Docker Series - Intro to Docker

Foreword - How I stumbled upon Docker

So all this started when I was impressed after reading about Jepsen. I like that that Kyle(the blogger) seems to have stumbled upon a generic framework for testing distributed systems behavior in cases of node failure and network partitioning etc, and how he was able to use this framework to do some nice analysis of Cassandra, Ryak, etc. So this got me thinking I wanted to do the same thing with Hazelcast which I needed to see how it handles some network partition scenarios, slow network responses, etc and share my finding with the HZ dev team in hope of helping them build a perfect product.

My problem was that I’m running on an not very impressive personal laptop and I don’t have a lot of resources to start up 4 individuals VMs and also do some coding and debugging on this machine. So I looked maybe at some alternatives(it’s always great to be sidetracked by an interesting technology) and then I found out about Docker and got hooked on this thing which promises to hold great potential for automatization even on the development envs.

###Containers and how they compare to VMs

So why you want to consider using containers more often is because they offer:

When running containers, they can bound their ports to ports on the host machine(what is port 80 in the container can be exposed as port 2000 on the host), can have host machine folders shared with them, can share folders with other running containers – all in all very similar to what VMs can do.

Sidenote: you don’t really need LXC if you just want to limit a process to not hog all the cpu, memory, disk, etc and bring down a machine. You can do that with plain cgroups, but I’m a developer - not sysadmin- and like the high level(easier) not the “bare metal” one.

While we’ll not work directly with LXC containers setting up a LXC container does not seem very hard, but as seen later, Docker will hide the “ugly” plumbing from us and let us work with a high level interface.

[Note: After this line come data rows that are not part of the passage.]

use std::collections::HashSet;

use crate::error::CompareError;

pub const SLOT_COUNT: usize = 4;

/// The four image URL inputs, in the order the user entered them.
#[derive(Debug, Clone, Default, PartialEq, Eq)]
pub struct ImageSlots {
    urls: [String; SLOT_COUNT],
}

/// A slot that holds a usable URL.
#[derive(Debug, Clone, PartialEq, Eq)]
pub struct ValidSlot {
    pub index: usize,
    pub url: String,
}

impl ImageSlots {
    pub fn new() -> Self {
        Self::default()
    }

    pub fn from_urls<I, S>(urls: I) -> Result<Self, CompareError>
    where
        I: IntoIterator<Item = S>,
        S: Into<String>,
    {
        let urls: Vec<String> = urls.into_iter().map(Into::into).collect();
        if urls.len() > SLOT_COUNT {
            return Err(CompareError::TooManyUrls { given: urls.len() });
        }
        urls.into_iter()
            .enumerate()
            .try_fold(Self::new(), |slots, (idx, url)| slots.with_url(idx, url))
    }

    /// Returns a copy with slot `index` replaced.
    pub fn with_url(&self, index: usize, url: impl Into<String>) -> Result<Self, CompareError> {
        if index >= SLOT_COUNT {
            return Err(CompareError::SlotOutOfRange { index });
        }
        let mut next = self.clone();
        next.urls[index] = url.into();
        Ok(next)
    }

    pub fn raw(&self) -> &[String; SLOT_COUNT] {
        &self.urls
    }

    /// Trimmed, non-empty slots in slot order.
    pub fn valid(&self) -> Vec<ValidSlot> {
        self.urls
            .iter()
            .enumerate()
            .filter_map(|(index, url)| {
                let url = url.trim();
                (!url.is_empty()).then(|| ValidSlot {
                    index,
                    url: url.to_string(),
                })
            })
            .collect()
    }

    pub fn filled_count(&self) -> usize {
        self.urls.iter().filter(|u| !u.trim().is_empty()).count()
    }

    pub fn distinct_valid_count(&self) -> usize {
        self.urls
            .iter()
            .map(|u| u.trim())
            .filter(|u| !u.is_empty())
            .collect::<HashSet<_>>()
            .len()
    }
}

Docker = LXC + CopyOnWrite FS(AuFS) + IPTABLES + Provisioning tools

Just like the VMs image, Docker is also based on a docker image, but Docker makes use of the AuFS which is a CoW(CopyOnWrite) file system which is very useful since a CoW FS means that when two(or more) processes use the same files there is no need to create copies of the files, but if one of the process needs to change the files, then it gets a separate private copy of the files it modifies and only a diff is stored. This allows a great reuse of disk space if you start more than one(image hundreds) of the same type container and work of the concept of layers which is even more interesting in the sense that you stack changes on top of one another(we’ll see later).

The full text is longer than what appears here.